(SOURCE MATERIAL begins)
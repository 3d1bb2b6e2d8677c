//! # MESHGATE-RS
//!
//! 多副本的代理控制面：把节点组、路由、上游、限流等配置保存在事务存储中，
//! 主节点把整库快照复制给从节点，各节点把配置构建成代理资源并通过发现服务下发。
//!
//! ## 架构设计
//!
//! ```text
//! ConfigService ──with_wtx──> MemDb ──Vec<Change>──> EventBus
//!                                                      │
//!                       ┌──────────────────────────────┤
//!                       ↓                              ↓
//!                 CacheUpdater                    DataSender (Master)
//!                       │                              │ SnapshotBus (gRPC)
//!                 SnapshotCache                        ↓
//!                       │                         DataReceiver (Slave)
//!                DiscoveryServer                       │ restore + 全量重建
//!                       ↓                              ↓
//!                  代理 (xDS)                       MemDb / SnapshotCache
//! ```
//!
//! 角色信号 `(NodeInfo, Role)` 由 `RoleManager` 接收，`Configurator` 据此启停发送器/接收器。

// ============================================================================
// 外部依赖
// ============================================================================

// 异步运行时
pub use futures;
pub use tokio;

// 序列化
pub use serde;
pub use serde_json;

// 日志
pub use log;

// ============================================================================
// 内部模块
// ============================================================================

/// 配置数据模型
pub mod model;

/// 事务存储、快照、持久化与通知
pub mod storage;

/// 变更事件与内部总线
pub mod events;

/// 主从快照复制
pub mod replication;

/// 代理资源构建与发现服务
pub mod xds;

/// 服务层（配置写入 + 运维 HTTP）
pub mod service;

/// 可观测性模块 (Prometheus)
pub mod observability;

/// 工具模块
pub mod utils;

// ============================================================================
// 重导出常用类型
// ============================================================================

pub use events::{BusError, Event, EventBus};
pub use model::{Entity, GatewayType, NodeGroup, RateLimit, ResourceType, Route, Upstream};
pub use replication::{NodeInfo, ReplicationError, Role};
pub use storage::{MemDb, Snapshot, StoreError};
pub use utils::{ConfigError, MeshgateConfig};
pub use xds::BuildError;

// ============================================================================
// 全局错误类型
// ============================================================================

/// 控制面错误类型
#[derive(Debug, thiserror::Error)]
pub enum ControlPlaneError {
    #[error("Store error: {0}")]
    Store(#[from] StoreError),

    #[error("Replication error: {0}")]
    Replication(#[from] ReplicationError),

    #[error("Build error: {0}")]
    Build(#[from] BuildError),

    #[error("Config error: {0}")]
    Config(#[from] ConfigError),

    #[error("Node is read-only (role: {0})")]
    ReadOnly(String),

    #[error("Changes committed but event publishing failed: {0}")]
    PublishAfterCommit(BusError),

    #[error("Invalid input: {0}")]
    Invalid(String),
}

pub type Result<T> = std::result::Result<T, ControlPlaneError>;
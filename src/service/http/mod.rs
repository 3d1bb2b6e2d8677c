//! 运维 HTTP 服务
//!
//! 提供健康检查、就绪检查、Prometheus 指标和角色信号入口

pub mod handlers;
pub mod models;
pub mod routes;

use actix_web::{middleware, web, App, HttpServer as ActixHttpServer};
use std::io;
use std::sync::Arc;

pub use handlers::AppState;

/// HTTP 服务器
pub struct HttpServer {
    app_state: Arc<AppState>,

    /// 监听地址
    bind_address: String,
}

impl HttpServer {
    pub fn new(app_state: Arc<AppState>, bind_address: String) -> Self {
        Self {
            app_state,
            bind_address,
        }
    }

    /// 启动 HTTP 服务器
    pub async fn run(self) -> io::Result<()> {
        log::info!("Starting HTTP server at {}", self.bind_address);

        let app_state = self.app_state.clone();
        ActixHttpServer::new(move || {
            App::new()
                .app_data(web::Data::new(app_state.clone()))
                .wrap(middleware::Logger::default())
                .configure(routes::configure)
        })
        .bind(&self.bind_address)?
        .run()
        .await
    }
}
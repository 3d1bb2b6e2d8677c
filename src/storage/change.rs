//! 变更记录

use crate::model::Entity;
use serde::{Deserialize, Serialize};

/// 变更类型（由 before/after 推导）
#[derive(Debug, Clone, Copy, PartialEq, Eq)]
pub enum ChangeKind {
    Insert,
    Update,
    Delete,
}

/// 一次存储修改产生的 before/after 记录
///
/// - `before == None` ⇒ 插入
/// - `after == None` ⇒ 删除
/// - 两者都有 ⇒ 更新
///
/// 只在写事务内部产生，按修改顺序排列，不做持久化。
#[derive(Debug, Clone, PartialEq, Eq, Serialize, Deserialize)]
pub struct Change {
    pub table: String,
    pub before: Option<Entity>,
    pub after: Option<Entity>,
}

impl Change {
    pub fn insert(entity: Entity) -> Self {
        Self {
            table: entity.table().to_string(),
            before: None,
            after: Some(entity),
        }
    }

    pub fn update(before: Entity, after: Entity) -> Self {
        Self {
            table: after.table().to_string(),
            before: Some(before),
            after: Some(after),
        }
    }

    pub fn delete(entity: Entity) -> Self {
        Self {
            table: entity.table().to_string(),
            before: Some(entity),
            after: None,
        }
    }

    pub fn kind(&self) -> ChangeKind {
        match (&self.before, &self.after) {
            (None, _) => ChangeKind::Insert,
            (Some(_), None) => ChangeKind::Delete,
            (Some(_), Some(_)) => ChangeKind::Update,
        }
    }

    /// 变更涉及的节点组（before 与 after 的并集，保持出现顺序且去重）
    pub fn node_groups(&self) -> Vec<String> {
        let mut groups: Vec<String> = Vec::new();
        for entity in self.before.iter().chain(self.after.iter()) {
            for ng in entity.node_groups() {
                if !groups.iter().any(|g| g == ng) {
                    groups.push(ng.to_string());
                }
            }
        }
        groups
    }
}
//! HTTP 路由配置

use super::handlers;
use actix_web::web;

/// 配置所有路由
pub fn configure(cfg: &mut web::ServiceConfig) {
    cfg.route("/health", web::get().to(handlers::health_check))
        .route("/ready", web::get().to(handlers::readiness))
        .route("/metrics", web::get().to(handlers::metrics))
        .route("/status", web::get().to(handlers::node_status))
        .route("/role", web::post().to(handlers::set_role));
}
(SOURCE MATERIAL ends)
Once more, print all the records exactly.

repository 3d1bb2b6e2d8677c
//! # MESHGATE-RS
//!
//! 多副本的代理控制面：把节点组、路由、上游、限流等配置保存在事务存储中，
//! 主节点把整库快照复制给从节点，各节点把配置构建成代理资源并通过发现服务下发。
//!
//! ## 架构设计
//!
//! ```text
//! ConfigService ──with_wtx──> MemDb ──Vec<Change>──> EventBus
//!                                                      │
//!                       ┌──────────────────────────────┤
//!                       ↓                              ↓
//!                 CacheUpdater                    DataSender (Master)
//!                       │                              │ SnapshotBus (gRPC)
//!                 SnapshotCache                        ↓
//!                       │                         DataReceiver (Slave)
//!                DiscoveryServer                       │ restore + 全量重建
//!                       ↓                              ↓
//!                  代理 (xDS)                       MemDb / SnapshotCache
//! ```
//!
//! 角色信号 `(NodeInfo, Role)` 由 `RoleManager` 接收，`Configurator` 据此启停发送器/接收器。

// ============================================================================
// 外部依赖
// ============================================================================

// 异步运行时
pub use futures;
pub use tokio;

// 序列化
pub use serde;
pub use serde_json;

// 日志
pub use log;

// ============================================================================
// 内部模块
// ============================================================================

/// 配置数据模型
pub mod model;

/// 事务存储、快照、持久化与通知
pub mod storage;

/// 变更事件与内部总线
pub mod events;

/// 主从快照复制
pub mod replication;

/// 代理资源构建与发现服务
pub mod xds;

/// 服务层（配置写入 + 运维 HTTP）
pub mod service;

/// 可观测性模块 (Prometheus)
pub mod observability;

/// 工具模块
pub mod utils;

// ============================================================================
// 重导出常用类型
// ============================================================================

pub use events::{BusError, Event, EventBus};
pub use model::{Entity, GatewayType, NodeGroup, RateLimit, ResourceType, Route, Upstream};
pub use replication::{NodeInfo, ReplicationError, Role};
pub use storage::{MemDb, Snapshot, StoreError};
pub use utils::{ConfigError, MeshgateConfig};
pub use xds::BuildError;

// ============================================================================
// 全局错误类型
// ============================================================================

/// 控制面错误类型
#[derive(Debug, thiserror::Error)]
pub enum ControlPlaneError {
    #[error("Store error: {0}")]
    Store(#[from] StoreError),

    #[error("Replication error: {0}")]
    Replication(#[from] ReplicationError),

    #[error("Build error: {0}")]
    Build(#[from] BuildError),

    #[error("Config error: {0}")]
    Config(#[from] ConfigError),

    #[error("Node is read-only (role: {0})")]
    ReadOnly(String),

    #[error("Changes committed but event publishing failed: {0}")]
    PublishAfterCommit(BusError),

    #[error("Invalid input: {0}")]
    Invalid(String),
}

pub type Result<T> = std::result::Result<T, ControlPlaneError>;
filename src/service/http/mod.rs
repository 3d1bb2b6e2d8677c
//! 运维 HTTP 服务
//!
//! 提供健康检查、就绪检查、Prometheus 指标和角色信号入口

pub mod handlers;
pub mod models;
pub mod routes;

use actix_web::{middleware, web, App, HttpServer as ActixHttpServer};
use std::io;
use std::sync::Arc;

pub use handlers::AppState;

/// HTTP 服务器
pub struct HttpServer {
    app_state: Arc<AppState>,

    /// 监听地址
    bind_address: String,
}

impl HttpServer {
    pub fn new(app_state: Arc<AppState>, bind_address: String) -> Self {
        Self {
            app_state,
            bind_address,
        }
    }

    /// 启动 HTTP 服务器
    pub async fn run(self) -> io::Result<()> {
        log::info!("Starting HTTP server at {}", self.bind_address);

        let app_state = self.app_state.clone();
        ActixHttpServer::new(move || {
            App::new()
                .app_data(web::Data::new(app_state.clone()))
                .wrap(middleware::Logger::default())
                .configure(routes::configure)
        })
        .bind(&self.bind_address)?
        .run()
        .await
    }
}
repository 3d1bb2b6e2d8677c
filename src/storage/change.rs
//! 变更记录

use crate::model::Entity;
use serde::{Deserialize, Serialize};

/// 变更类型（由 before/after 推导）
#[derive(Debug, Clone, Copy, PartialEq, Eq)]
pub enum ChangeKind {
    Insert,
    Update,
    Delete,
}

/// 一次存储修改产生的 before/after 记录
///
/// - `before == None` ⇒ 插入
/// - `after == None` ⇒ 删除
/// - 两者都有 ⇒ 更新
///
/// 只在写事务内部产生，按修改顺序排列，不做持久化。
#[derive(Debug, Clone, PartialEq, Eq, Serialize, Deserialize)]
pub struct Change {
    pub table: String,
    pub before: Option<Entity>,
    pub after: Option<Entity>,
}

impl Change {
    pub fn insert(entity: Entity) -> Self {
        Self {
            table: entity.table().to_string(),
            before: None,
            after: Some(entity),
        }
    }

    pub fn update(before: Entity, after: Entity) -> Self {
        Self {
            table: after.table().to_string(),
            before: Some(before),
            after: Some(after),
        }
    }

    pub fn delete(entity: Entity) -> Self {
        Self {
            table: entity.table().to_string(),
            before: Some(entity),
            after: None,
        }
    }

    pub fn kind(&self) -> ChangeKind {
        match (&self.before, &self.after) {
            (None, _) => ChangeKind::Insert,
            (Some(_), None) => ChangeKind::Delete,
            (Some(_), Some(_)) => ChangeKind::Update,
        }
    }

    /// 变更涉及的节点组（before 与 after 的并集，保持出现顺序且去重）
    pub fn node_groups(&self) -> Vec<String> {
        let mut groups: Vec<String> = Vec::new();
        for entity in self.before.iter().chain(self.after.iter()) {
            for ng in entity.node_groups() {
                if !groups.iter().any(|g| g == ng) {
                    groups.push(ng.to_string());
                }
            }
        }
        groups
    }
}
//! HTTP 路由配置

use super::handlers;
use actix_web::web;

/// 配置所有路由
pub fn configure(cfg: &mut web::ServiceConfig) {
    cfg.route("/health", web::get().to(handlers::health_check))
        .route("/ready", web::get().to(handlers::readiness))
        .route("/metrics", web::get().to(handlers::metrics))
        .route("/status", web::get().to(handlers::node_status))
        .route("/role", web::post().to(handlers::set_role));
}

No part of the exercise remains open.